Evaluation

Metrics for language model evaluation.

Overview

lmxlab provides standard evaluation metrics:

Perplexity: exponential of the average cross-entropy loss. Lower is better. A perplexity of 10 means the model is as uncertain as choosing uniformly among 10 tokens.
Bits-per-byte (BPB): cross-entropy loss normalized by bytes. This is tokenizer-independent, making it useful for comparing models with different vocabularies.
pass@k: estimates the probability that at least one of k code samples passes a set of tests (Chen et al., 2021).
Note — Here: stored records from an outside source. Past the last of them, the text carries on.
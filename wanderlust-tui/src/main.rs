//! Wanderlust TUI entry point: terminal setup, logging, event loop.

use std::fs::{self, File};
use std::io::{self, stdout};
use std::path::Path;
use std::sync::Mutex;
use std::time::Duration;

use anyhow::{Context, Result};
use crossterm::event::{self, Event};
use crossterm::execute;
use crossterm::terminal::{
    EnterAlternateScreen, LeaveAlternateScreen, disable_raw_mode, enable_raw_mode,
};
use ratatui::Terminal;
use ratatui::backend::CrosstermBackend;
use tracing_subscriber::EnvFilter;

use wanderlust_core::settings::Settings;
use wanderlust_tui::app::{AppState, Overlay};
use wanderlust_tui::{input, ui};

fn main() -> Result<()> {
    // Install a panic hook that restores the terminal before printing the panic.
    let default_hook = std::panic::take_hook();
    std::panic::set_hook(Box::new(move |info| {
        let _ = disable_raw_mode();
        let _ = execute!(io::stderr(), LeaveAlternateScreen);
        default_hook(info);
    }));

    let config_path = Settings::default_path();
    if let Some(path) = &config_path {
        start_logging(path);
    }

    let settings = match &config_path {
        Some(path) => Settings::load(path)
            .with_context(|| format!("loading settings from {}", path.display()))?,
        None => Settings::default(),
    };
    let catalog = settings.load_catalog().context("loading catalog")?;
    tracing::info!(
        destinations = catalog.destinations.len(),
        accommodations = catalog.accommodations.len(),
        "catalog loaded"
    );

    let mut app = AppState::new(catalog, settings);
    app.overlay = Overlay::Welcome;

    // Setup terminal
    enable_raw_mode()?;
    let mut stdout = stdout();
    execute!(stdout, EnterAlternateScreen)?;
    let backend = CrosstermBackend::new(stdout);
    let mut terminal = Terminal::new(backend)?;
    terminal.clear()?;

    let result = run_app(&mut terminal, &mut app);

    // Restore terminal
    disable_raw_mode()?;
    execute!(terminal.backend_mut(), LeaveAlternateScreen)?;
    terminal.show_cursor()?;

    result
}

/// Log to a file next to the config; stdout belongs to the terminal UI.
/// Level comes from `RUST_LOG`, default `info`.
/// Logging is optional: an unwritable log location only costs the log.
fn start_logging(config_path: &Path) -> bool {
    match init_logging(config_path) {
        Ok(()) => true,
        Err(e) => {
            eprintln!("warning: logging disabled: {e:#}");
            false
        }
    }
}

fn init_logging(config_path: &Path) -> Result<()> {
    let Some(dir) = config_path.parent() else {
        return Ok(());
    };
    fs::create_dir_all(dir).with_context(|| format!("creating {}", dir.display()))?;
    let log_path = dir.join("wanderlust.log");
    let file = File::create(&log_path)
        .with_context(|| format!("creating log file {}", log_path.display()))?;

    tracing_subscriber::fmt()
        .with_env_filter(
            EnvFilter::try_from_default_env().unwrap_or_else(|_| EnvFilter::new("info")),
        )
        .with_ansi(false)
        .with_writer(Mutex::new(file))
        .init();
    Ok(())
}

fn run_app(
    terminal: &mut Terminal<CrosstermBackend<io::Stdout>>,
    app: &mut AppState,
) -> Result<()> {
    loop {
        // 1. Render
        terminal.draw(|f| ui::draw(f, app))?;

        // 2. Poll for input events (50ms timeout for ~20 FPS tick)
        if event::poll(Duration::from_millis(50))? {
            if let Event::Key(key) = event::read()? {
                input::handle_key(app, key);
            }
        }

        // 3. Check quit
        if !app.running {
            tracing::info!(route = %app.route, "quitting");
            return Ok(());
        }
    }
}

#[cfg(test)]
mod tests {
    use super::*;

    #[test]
    fn unwritable_log_dir_does_not_abort() {
        let dir = tempfile::tempdir().unwrap();
        // A regular file where the config directory should be.
        let blocker = dir.path().join("wanderlust");
        fs::write(&blocker, "not a directory").unwrap();
        let config = blocker.join("nested").join("config.toml");

        assert!(init_logging(&config).is_err());
        assert!(!start_logging(&config));
    }
}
Used for code generation evaluation.

Usage

import mlx.core as mx
from lmxlab.models.base import LanguageModel
from lmxlab.models.gpt import gpt_tiny
from lmxlab.eval import perplexity, bits_per_byte, pass_at_k

model = LanguageModel(gpt_tiny())
mx.eval(model.parameters())

tokens = mx.array([[1, 2, 3, 4, 5, 6, 7, 8]])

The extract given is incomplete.